前回、対談形式でお知らせいたしました通り、今回から私の研究室と国内外の幼稚園から大学に至る様々な学校と温めてきた「プロジェクト発信型の英語e-learning」の実践活動を紹介いたします。これらの実践活動は何本かの柱がありその内の一つであるLanguage
& Culture Exchangeですが、トップ・バッターとして2001年に岐阜県岐阜市立の梅林中学校とイギリスのLittle
Lever Schoolとの実践活動を紹介いたします。この実践活動は、2001年度から2002年度にかけては、慶應義塾大学SFC研究所の受託研究CAMILLE(Cognition,
Action, Media in Language and Language Education)の一環として行いました。研究資金を提供していただいた財団法人全国市町村国際文化研修所にはこの場をお借りして心より感謝申し上げます。
この実践活動を担当した中心人物の一人は、現在、慶應義塾大学大学院 政策・メディア研究科(SFC)修士課程2年の山中
司君です。
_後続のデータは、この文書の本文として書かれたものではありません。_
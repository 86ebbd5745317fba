//! Muninn - in-process memoization with pluggable shared-cache backends
//!
//! This crate provides wrappers that cache the result of a deterministic
//! computation keyed by its inputs, so repeated calls with equal arguments
//! skip recomputation. Four call shapes are covered:
//!
//! - [`Memo`] — plain function memo over an unbounded local table.
//! - [`MethodMemo`] — per-instance method memo; instances never share
//!   cached results.
//! - [`PropertyMemo`] — per-instance, zero-argument, compute-once accessor.
//! - [`KeyedMemo`] — memo over a shared external cache behind the
//!   [`CacheAdapter`] trait, with stable cross-process keys and TTL.
//!
//! Local tables key on structural equality of the argument tuple, so no
//! collision is possible. The external path derives `memo_<name>_<digest>`
//! keys from a SHA-256 digest of the arguments' canonical byte forms (see
//! [`key`]) and is only as correct as that digest is collision-free.
//!
//! # Local Memoization Example
//!
//! ```rust
//! use muninn::Memo;
//!
//! let fib: Memo<(u64,), u64, _> = Memo::new(|args: &(u64,)| {
//!     fn fib(n: u64) -> u64 {
//!         if n < 2 { n } else { fib(n - 1) + fib(n - 2) }
//!     }
//!     Ok(fib(args.0))
//! });
//!
//! assert_eq!(fib.call((20,))?, 6_765);
//! assert_eq!(fib.call((20,))?, 6_765); // no recomputation
//! # Ok::<(), muninn::MuninnError>(())
//! ```
//!
//! # Shared Cache Example
//!
//! ```rust
//! use std::sync::Arc;
//! use std::time::Duration;
//! use muninn::{KeyedMemo, MemoryAdapter};
//!
//! #[tokio::main(flavor = "current_thread")]
//! async fn main() -> muninn::Result<()> {
//!     let adapter = Arc::new(MemoryAdapter::new());
//!
//!     let lookup = KeyedMemo::new("lookup", adapter, |args: &(String, u32)| {
//!         let (region, id) = (args.0.clone(), args.1);
//!         async move { Ok(format!("{region}/{id}")) }
//!     })
//!     .ttl(Duration::from_secs(600));
//!
//!     let hit = lookup.call(("eu-1".into(), 7)).await?;
//!     assert_eq!(hit, "eu-1/7");
//!     Ok(())
//! }
//! ```

pub mod adapter;
pub mod error;
pub mod key;
pub mod memo;
pub mod telemetry;

// Re-export main types at crate root
pub use adapter::{CacheAdapter, MemoryAdapter, MemoryAdapterConfig};
pub use error::{MuninnError, Result};
pub use key::{CanonicalKey, KeyArgs, derive_key, digest};
pub use memo::{KeyedMemo, Memo, MethodMemo, PropertyMemo};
山中君は1998年に慶應義塾大学湘南藤沢キャンパス(SFC)の総合政策学部に入学し、当時私が担当しておりましたACE
(Action, Communication & English)プログラムと称するプロジェクト発信型英語で自分の関心事である「教育」についてのプロジェクトを立ち上げ、徹底的に追究しました。初めは英語を聞くことも話すことも苦労していましたが、2学期目の終わりにはかなり中身の濃い英文のロング・タームペーパーを書き、きちんと発表をし、討論をしていました。その後は私の担当する専門科目を英語で行うモジュラー英語(現在はコンテンツ英語)を取り一段と進歩をしました。2年次の終了時の2000年には、このメールマガジンを発行しているCIEEが主催する海外体験プログラムの一環で、イギリスで日本語を教えることができるインターンシップがあると聞き、山中君を紹介いたしました。採用されるやイギリスに渡りLittle
Lever School -Specialist Language College-という言語教育に特化した公立中学校で日本語を教え始めたのですが、私どものACEプログラムを日本語教育に応用できると考え採用しました。結果、すこぶる人気になり受講者が増え、1年の契約を2年に延ばしました。
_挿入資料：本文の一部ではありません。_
//! Memoization wrappers.
//!
//! Four call shapes over two storage strategies:
//!
//! - [`function::Memo`] — plain function memo. One unbounded local table per
//!   wrapper, keyed on structural equality of the argument tuple.
//!
//! - [`method::MethodMemo`] — per-instance method memo. Same table
//!   semantics, but each instance gets its own private table; distinct
//!   instances never share cached results.
//!
//! - [`property::PropertyMemo`] — per-instance property memo. The
//!   zero-argument specialization of the method memo: one value per live
//!   instance, computed on first access.
//!
//! - [`keyed::KeyedMemo`] — external-cache memo. Keys derived through
//!   [`crate::key`] (or a caller-supplied key function), storage delegated
//!   to an injected [`CacheAdapter`](crate::CacheAdapter) with TTL.
//!
//! Local-table wrappers key on equality, so collisions are impossible and
//! arbitrary `Hash + Eq` argument tuples work. The keyed wrapper trades
//! that for cross-process sharing: its correctness rests on the digest's
//! collision resistance, and its arguments must have canonical byte forms.
//!
//! All wrappers are passive pass-throughs: they run on the caller's
//! thread/task, never block beyond the wrapped computation (or adapter
//! call), and propagate every failure without caching it.

pub mod function;
pub mod keyed;
pub mod method;
pub mod property;

pub use function::Memo;
pub use keyed::KeyedMemo;
pub use method::MethodMemo;
pub use property::PropertyMemo;

use std::sync::{Mutex, MutexGuard, PoisonError};

/// Lock a memo table, shrugging off poisoning.
///
/// Tables are insert-only and never mutated mid-panic, so a poisoned lock
/// still guards a consistent map.
pub(crate) fn lock<T>(mutex: &Mutex<T>) -> MutexGuard<'_, T> {
    mutex.lock().unwrap_or_else(PoisonError::into_inner)
}
//! Per-instance property memoization.

use std::collections::HashMap;
use std::collections::hash_map::Entry;
use std::sync::{Arc, Mutex, Weak};

use crate::error::Result;
use crate::telemetry;

use super::lock;

/// One instance's computed value, guarded by a liveness handle.
struct Slot<T, R> {
    instance: Weak<T>,
    value: R,
}

/// Memoizes a zero-argument accessor per instance.
///
/// The zero-argument specialization of [`MethodMemo`](crate::MethodMemo):
/// the computation sees only the instance, and the wrapper exposes a
/// read-only [`get`](PropertyMemo::get) rather than a call taking
/// arguments. The value is computed once per live instance — side effects
/// in the computation run exactly once — and returned from the slot on
/// every later access.
///
/// Presence is the slot itself, never a sentinel value: a cached `None`,
/// empty string, or zero is still a hit and is never recomputed.
///
/// ```rust
/// use std::sync::Arc;
/// use muninn::PropertyMemo;
///
/// struct Doc { body: String }
///
/// let word_count = PropertyMemo::new(|doc: &Doc| Ok(doc.body.split_whitespace().count()));
///
/// let doc = Arc::new(Doc { body: "fickle squirrel".into() });
/// assert_eq!(word_count.get(&doc)?, 2);
/// assert_eq!(word_count.get(&doc)?, 2); // served from the slot
/// # Ok::<(), muninn::MuninnError>(())
/// ```
pub struct PropertyMemo<T, R, F> {
    slots: Mutex<HashMap<usize, Slot<T, R>>>,
    compute: F,
}

impl<T, R, F> PropertyMemo<T, R, F>
where
    R: Clone,
    F: Fn(&T) -> Result<R>,
{
    /// Wrap an accessor with an empty side-table.
    pub fn new(compute: F) -> Self {
        Self {
            slots: Mutex::new(HashMap::new()),
            compute,
        }
    }

    /// Return `instance`'s value, computing and storing it on first access.
    pub fn get(&self, instance: &Arc<T>) -> Result<R> {
        let id = Arc::as_ptr(instance) as usize;
        {
            let mut slots = lock(&self.slots);
            // Same purge discipline as MethodMemo: dead slots go, and a
            // surviving slot at our address is necessarily ours.
            slots.retain(|_, slot| slot.instance.strong_count() > 0);
            if let Some(slot) = slots.get(&id) {
                metrics::counter!(telemetry::MEMO_HITS_TOTAL, "scope" => "property")
                    .increment(1);
                return Ok(slot.value.clone());
            }
        }
        metrics::counter!(telemetry::MEMO_MISSES_TOTAL, "scope" => "property").increment(1);

        let value = (self.compute)(instance.as_ref())?;
        let mut slots = lock(&self.slots);
        match slots.entry(id) {
            Entry::Occupied(mut occupied) => {
                let slot = occupied.get_mut();
                if slot.instance.strong_count() == 0 {
                    // A dead previous resident of this address; replace it.
                    *slot = Slot {
                        instance: Arc::downgrade(instance),
                        value,
                    };
                }
                // Otherwise a racing first access already stored a value;
                // it wins, ours is discarded.
                Ok(slot.value.clone())
            }
            Entry::Vacant(vacant) => {
                let slot = vacant.insert(Slot {
                    instance: Arc::downgrade(instance),
                    value,
                });
                Ok(slot.value.clone())
            }
        }
    }

    /// Drop `instance`'s slot immediately instead of waiting for the
    /// opportunistic purge.
    pub fn forget(&self, instance: &Arc<T>) {
        lock(&self.slots).remove(&(Arc::as_ptr(instance) as usize));
    }

    /// Number of instances currently holding a value.
    pub fn instance_count(&self) -> usize {
        lock(&self.slots).len()
    }
}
私は、大学3年の時、休学してイギリスでインターンシップの機会を得ました。私の役目は日本語をイギリスの現地の中学生に教え、1年をかけて日本語教育を赴任校で立ち上げるというものでした。鈴木先生からの助言もあり、実際に生きた場で英語を「使う」道を選んだのです。鈴木先生から、このCIEE、Councilプログラムを紹介していただき、若干の給料をもらいながらイギリスで日本語を教えるという挑戦でした。2000年の夏のことでした。
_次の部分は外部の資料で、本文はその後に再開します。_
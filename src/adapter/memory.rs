//! In-process adapter backed by moka.
//!
//! [`MemoryAdapter`] implements [`CacheAdapter`] on top of
//! `moka::future::Cache`, with each entry carrying its own TTL and moka's
//! expiry policy reading it back out. An entry stored with
//! `Duration::ZERO` falls back to the adapter's configured default TTL
//! (or never expires if none is set).

use std::time::{Duration, Instant};

use async_trait::async_trait;
use moka::future::Cache;
use serde_json::Value;

use super::CacheAdapter;
use crate::error::Result;

/// Default maximum number of entries held by a [`MemoryAdapter`].
const DEFAULT_MAX_ENTRIES: u64 = 10_000;

/// Configuration for [`MemoryAdapter`].
///
/// ```rust
/// # use muninn::adapter::MemoryAdapterConfig;
/// # use std::time::Duration;
/// let config = MemoryAdapterConfig::new()
///     .max_entries(1_000)
///     .default_ttl(Duration::from_secs(3600));
/// ```
#[derive(Debug, Clone)]
pub struct MemoryAdapterConfig {
    /// Maximum number of cached entries. Default: 10,000.
    pub max_entries: u64,
    /// TTL applied to entries stored with `Duration::ZERO`.
    /// Default: `None` (such entries never expire).
    pub default_ttl: Option<Duration>,
}

impl Default for MemoryAdapterConfig {
    fn default() -> Self {
        Self {
            max_entries: DEFAULT_MAX_ENTRIES,
            default_ttl: None,
        }
    }
}

impl MemoryAdapterConfig {
    /// Create a config with default values.
    pub fn new() -> Self {
        Self::default()
    }

    /// Set the maximum number of cached entries.
    pub fn max_entries(mut self, n: u64) -> Self {
        self.max_entries = n;
        self
    }

    /// Set the TTL applied to entries stored without an explicit one.
    pub fn default_ttl(mut self, ttl: Duration) -> Self {
        self.default_ttl = Some(ttl);
        self
    }
}

/// A cached value plus the TTL it was stored with.
///
/// `ttl` of `None` means the entry was stored with `Duration::ZERO` and
/// expires per the adapter default.
#[derive(Clone)]
struct StoredEntry {
    value: Value,
    ttl: Option<Duration>,
}

/// Reads each entry's own TTL; falls back to the configured default.
struct PerEntryExpiry {
    default_ttl: Option<Duration>,
}

impl moka::Expiry<String, StoredEntry> for PerEntryExpiry {
    fn expire_after_create(
        &self,
        _key: &String,
        entry: &StoredEntry,
        _created_at: Instant,
    ) -> Option<Duration> {
        entry.ttl.or(self.default_ttl)
    }
}

/// In-process [`CacheAdapter`] with per-entry TTL.
///
/// Thread-safe (moka handles concurrent access internally) and infallible —
/// there is no backend to become unavailable, so `get`/`set` never error.
pub struct MemoryAdapter {
    entries: Cache<String, StoredEntry>,
}

impl MemoryAdapter {
    /// Create an adapter with the default configuration.
    pub fn new() -> Self {
        Self::with_config(&MemoryAdapterConfig::default())
    }

    /// Create an adapter from the given configuration.
    pub fn with_config(config: &MemoryAdapterConfig) -> Self {
        let entries = Cache::builder()
            .max_capacity(config.max_entries)
            .expire_after(PerEntryExpiry {
                default_ttl: config.default_ttl,
            })
            .build();
        Self { entries }
    }
}

impl Default for MemoryAdapter {
    fn default() -> Self {
        Self::new()
    }
}

#[async_trait]
impl CacheAdapter for MemoryAdapter {
    async fn get(&self, key: &str) -> Result<Option<Value>> {
        Ok(self.entries.get(key).await.map(|entry| entry.value))
    }

    async fn set(&self, key: &str, value: Value, ttl: Duration) -> Result<()> {
        let ttl = if ttl.is_zero() { None } else { Some(ttl) };
        self.entries
            .insert(key.to_string(), StoredEntry { value, ttl })
            .await;
        Ok(())
    }
}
私が日本語教師として赴任したのは、イギリスのイングランド北西、マンチェスターの近くのボルトン市というところにある、Little
Lever School -Specialist Language College- という地元の公立の中学校でした。細かい話は省きますが、つたないながらも英語で一生懸命に日本語を教えました。そもそも日本語教育というものが全くなかった街です。そこはロンドンではありません。何とか日本語、日本人、そして自分を「認知」してもらおうと頑張ったことを覚えています。通常授業のみならず、近郊の小学校や中学校、高校にも出向き、日本語の出張授業をしました。夜は地域の大人の方を対象としたイブニング・クラスも持たせて頂き、ちょっとずつですが、町中の人が日本や日本語に興味を持ってくれるようになりました。その結果、1年契約が2年に延長となり、私も二つ返事でOKしました。
授業にも慣れてきた1年目の最後に、プロジェクトとして私の日本語のクラスで行ったのがLanguage Exchangeプロジェクトでした。これは慶應義塾大学の鈴木佑治研究室のサブゼミとの一環として日本側で立ち上げてもらったものです。同じ中学生を結ぼう、そしてお互いにお互いの言語を教え合おうというものでした。筆者が日本でお世話になった岐阜県の当時岐阜市立梅林中学校教諭でいらした上手留美子先生のクラスにプロジェクト参加を依頼し、上手先生のクラスでは総合学習の時間を使って、英語で自分達のメッセージを発信するプロジェクトを行いました。私のクラスでは習った日本語を使って自分達の好きなことの紹介プロジェクトを行いました。それを、2001年7月に実際にテレビ会議で双方を繋ぎ、交流してみたのです。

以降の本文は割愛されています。